"""

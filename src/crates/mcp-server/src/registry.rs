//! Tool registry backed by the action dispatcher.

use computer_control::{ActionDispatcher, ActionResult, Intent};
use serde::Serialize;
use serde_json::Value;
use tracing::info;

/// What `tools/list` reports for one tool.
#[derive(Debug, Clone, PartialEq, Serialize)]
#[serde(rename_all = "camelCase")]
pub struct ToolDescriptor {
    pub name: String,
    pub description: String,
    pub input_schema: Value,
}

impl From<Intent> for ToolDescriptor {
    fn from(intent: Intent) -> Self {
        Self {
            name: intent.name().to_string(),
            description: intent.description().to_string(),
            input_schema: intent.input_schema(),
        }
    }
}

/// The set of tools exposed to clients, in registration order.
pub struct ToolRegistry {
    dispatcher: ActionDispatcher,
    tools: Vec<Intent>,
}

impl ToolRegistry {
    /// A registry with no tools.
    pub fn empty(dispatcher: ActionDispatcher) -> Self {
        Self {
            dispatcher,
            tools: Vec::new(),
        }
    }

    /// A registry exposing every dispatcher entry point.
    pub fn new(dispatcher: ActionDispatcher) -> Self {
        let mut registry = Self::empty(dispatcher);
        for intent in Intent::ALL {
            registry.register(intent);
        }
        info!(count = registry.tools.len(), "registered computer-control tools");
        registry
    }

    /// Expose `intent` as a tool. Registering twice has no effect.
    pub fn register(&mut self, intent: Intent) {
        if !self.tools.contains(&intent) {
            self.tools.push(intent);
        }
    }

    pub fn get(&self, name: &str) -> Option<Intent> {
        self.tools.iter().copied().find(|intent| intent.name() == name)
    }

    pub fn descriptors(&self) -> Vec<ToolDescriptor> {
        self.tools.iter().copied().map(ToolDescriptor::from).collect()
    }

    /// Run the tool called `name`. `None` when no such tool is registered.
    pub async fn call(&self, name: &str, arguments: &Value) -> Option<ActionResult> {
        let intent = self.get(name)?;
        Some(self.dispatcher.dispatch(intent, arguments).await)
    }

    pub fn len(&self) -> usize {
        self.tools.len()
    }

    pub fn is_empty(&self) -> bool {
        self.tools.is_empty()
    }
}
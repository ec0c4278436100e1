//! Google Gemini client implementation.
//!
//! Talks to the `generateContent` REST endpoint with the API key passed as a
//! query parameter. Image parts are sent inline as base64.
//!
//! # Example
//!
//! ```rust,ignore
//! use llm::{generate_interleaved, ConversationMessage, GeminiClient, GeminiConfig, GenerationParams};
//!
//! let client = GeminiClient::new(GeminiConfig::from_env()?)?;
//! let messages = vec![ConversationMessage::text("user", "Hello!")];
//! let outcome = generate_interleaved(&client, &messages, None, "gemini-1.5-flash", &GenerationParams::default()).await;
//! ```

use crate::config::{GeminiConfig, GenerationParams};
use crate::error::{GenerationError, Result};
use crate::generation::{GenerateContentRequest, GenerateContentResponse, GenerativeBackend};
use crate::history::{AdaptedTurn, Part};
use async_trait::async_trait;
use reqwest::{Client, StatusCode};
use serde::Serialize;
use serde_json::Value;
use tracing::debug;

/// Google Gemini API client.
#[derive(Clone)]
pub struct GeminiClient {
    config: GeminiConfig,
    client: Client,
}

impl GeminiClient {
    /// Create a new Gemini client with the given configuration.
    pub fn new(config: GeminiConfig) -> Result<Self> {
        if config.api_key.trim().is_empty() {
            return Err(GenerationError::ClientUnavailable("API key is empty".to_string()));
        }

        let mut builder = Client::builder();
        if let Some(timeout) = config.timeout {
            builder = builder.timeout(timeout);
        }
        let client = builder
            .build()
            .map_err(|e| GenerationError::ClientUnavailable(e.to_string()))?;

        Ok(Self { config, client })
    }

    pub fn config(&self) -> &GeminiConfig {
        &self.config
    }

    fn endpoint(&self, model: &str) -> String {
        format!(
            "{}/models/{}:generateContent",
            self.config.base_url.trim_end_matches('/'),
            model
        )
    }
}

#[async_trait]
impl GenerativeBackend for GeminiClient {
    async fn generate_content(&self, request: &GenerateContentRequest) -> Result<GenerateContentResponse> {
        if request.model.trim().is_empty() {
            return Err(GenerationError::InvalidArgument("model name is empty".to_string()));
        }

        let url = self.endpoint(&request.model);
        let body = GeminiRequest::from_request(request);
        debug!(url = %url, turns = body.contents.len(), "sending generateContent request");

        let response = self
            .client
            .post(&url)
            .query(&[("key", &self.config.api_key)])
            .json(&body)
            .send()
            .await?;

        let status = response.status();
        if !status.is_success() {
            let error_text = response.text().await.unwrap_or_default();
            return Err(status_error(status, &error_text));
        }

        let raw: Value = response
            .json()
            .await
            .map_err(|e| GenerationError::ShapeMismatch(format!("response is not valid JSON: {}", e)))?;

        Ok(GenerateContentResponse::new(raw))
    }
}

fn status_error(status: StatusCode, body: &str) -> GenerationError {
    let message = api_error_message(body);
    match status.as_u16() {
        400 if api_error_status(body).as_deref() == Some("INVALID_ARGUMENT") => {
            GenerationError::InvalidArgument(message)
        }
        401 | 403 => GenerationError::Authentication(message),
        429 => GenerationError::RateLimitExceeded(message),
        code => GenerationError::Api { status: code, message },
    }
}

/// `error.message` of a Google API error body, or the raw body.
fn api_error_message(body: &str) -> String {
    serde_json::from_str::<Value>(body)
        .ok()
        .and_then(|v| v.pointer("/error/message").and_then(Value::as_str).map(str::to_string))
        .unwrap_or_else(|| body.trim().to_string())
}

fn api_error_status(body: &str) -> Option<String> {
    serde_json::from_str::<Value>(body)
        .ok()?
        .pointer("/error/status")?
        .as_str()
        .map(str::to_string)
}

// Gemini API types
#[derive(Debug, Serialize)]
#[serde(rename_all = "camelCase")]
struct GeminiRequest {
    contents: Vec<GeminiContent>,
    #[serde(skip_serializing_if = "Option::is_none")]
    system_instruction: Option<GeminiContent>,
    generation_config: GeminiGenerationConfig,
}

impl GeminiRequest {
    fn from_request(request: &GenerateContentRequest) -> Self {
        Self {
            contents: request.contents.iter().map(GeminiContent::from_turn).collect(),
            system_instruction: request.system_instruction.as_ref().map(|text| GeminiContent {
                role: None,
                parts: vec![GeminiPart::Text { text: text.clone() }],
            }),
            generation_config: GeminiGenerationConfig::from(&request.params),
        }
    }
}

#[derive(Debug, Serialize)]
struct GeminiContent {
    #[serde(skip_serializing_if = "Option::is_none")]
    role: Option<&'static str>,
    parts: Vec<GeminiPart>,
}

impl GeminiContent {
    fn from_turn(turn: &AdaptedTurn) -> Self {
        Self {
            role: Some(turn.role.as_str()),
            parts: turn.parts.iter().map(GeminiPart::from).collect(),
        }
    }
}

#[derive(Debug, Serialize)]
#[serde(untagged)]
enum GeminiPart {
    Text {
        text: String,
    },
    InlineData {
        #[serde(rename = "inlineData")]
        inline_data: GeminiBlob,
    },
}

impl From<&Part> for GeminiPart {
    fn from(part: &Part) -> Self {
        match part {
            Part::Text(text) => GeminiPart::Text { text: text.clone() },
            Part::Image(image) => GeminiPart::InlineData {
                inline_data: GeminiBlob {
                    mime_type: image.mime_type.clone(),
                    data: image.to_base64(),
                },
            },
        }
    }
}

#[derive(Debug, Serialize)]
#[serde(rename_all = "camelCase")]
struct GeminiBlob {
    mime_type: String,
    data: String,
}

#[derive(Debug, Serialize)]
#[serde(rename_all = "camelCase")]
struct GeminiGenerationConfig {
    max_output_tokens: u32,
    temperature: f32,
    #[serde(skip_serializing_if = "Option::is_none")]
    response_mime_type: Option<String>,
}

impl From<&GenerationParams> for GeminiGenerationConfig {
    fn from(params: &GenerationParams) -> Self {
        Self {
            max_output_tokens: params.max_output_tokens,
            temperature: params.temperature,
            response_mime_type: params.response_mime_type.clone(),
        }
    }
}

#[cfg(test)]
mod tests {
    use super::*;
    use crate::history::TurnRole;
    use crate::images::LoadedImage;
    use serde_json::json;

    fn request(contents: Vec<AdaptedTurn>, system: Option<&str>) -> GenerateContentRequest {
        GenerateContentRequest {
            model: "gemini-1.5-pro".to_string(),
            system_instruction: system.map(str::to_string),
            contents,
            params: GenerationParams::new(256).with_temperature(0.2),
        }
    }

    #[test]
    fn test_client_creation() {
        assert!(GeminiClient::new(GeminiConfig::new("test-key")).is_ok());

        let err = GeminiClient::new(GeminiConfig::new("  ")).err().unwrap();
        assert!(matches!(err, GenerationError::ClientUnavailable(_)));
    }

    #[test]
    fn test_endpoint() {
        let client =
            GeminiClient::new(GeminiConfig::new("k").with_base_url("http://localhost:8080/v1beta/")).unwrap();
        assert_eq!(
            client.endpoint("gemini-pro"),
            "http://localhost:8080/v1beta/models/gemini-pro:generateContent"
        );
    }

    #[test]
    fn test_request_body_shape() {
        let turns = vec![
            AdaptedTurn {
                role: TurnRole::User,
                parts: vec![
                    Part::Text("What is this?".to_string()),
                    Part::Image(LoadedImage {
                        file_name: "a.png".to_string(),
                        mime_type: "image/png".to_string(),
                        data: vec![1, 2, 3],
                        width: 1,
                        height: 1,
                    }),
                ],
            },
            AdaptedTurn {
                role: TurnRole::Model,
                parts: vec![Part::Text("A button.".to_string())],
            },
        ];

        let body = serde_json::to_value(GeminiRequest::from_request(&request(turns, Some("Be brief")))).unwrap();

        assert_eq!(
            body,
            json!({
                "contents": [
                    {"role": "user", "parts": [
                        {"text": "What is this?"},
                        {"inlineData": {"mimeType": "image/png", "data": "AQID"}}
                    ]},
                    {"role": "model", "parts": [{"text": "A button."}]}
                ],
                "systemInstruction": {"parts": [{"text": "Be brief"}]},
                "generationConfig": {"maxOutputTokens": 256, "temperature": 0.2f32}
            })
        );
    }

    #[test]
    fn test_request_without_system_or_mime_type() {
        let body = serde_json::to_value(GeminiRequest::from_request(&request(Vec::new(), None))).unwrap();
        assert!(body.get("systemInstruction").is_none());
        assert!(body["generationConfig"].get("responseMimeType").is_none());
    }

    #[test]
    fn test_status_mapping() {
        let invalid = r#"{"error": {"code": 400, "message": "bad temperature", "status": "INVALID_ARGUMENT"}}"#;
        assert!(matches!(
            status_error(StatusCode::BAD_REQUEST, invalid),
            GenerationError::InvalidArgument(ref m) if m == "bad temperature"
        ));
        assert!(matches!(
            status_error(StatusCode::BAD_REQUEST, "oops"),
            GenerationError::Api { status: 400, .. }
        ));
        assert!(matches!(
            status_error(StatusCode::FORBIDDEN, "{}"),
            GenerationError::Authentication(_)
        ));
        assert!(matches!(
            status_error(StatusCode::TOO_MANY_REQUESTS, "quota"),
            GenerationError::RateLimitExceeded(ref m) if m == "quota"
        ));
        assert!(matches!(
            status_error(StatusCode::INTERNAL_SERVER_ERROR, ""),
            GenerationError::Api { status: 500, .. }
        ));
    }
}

"""
"""

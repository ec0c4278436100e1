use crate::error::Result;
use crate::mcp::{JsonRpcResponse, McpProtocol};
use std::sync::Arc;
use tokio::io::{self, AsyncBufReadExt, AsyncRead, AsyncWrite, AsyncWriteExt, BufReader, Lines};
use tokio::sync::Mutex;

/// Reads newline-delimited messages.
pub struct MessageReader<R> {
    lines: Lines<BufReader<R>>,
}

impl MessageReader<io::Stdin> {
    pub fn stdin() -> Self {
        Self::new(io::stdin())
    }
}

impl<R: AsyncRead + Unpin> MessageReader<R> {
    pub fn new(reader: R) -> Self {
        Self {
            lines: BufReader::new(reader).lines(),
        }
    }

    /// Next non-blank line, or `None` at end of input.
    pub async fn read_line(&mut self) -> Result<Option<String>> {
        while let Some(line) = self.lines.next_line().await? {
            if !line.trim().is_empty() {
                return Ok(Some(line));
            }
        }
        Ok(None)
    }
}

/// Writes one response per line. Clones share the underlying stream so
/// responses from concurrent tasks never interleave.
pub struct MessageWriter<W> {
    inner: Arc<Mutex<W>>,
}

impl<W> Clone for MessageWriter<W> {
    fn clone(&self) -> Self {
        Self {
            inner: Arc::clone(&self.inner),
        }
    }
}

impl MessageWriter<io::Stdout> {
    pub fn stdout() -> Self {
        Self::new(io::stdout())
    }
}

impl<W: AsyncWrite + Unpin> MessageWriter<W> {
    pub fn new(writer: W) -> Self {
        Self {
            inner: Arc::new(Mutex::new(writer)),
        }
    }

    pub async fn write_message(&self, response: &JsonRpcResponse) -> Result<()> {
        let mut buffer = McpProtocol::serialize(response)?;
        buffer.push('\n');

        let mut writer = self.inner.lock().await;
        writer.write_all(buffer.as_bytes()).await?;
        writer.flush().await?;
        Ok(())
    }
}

"""

**Requirement**. All lines holding the word "messages" must be found in the listing and copied.

**Result below**.
//! let messages = vec![ConversationMessage::text("user", "Hello!")];
//! let outcome = generate_interleaved(&client, &messages, None, "gemini-1.5-flash", &GenerationParams::default()).await;
/// Reads newline-delimited messages.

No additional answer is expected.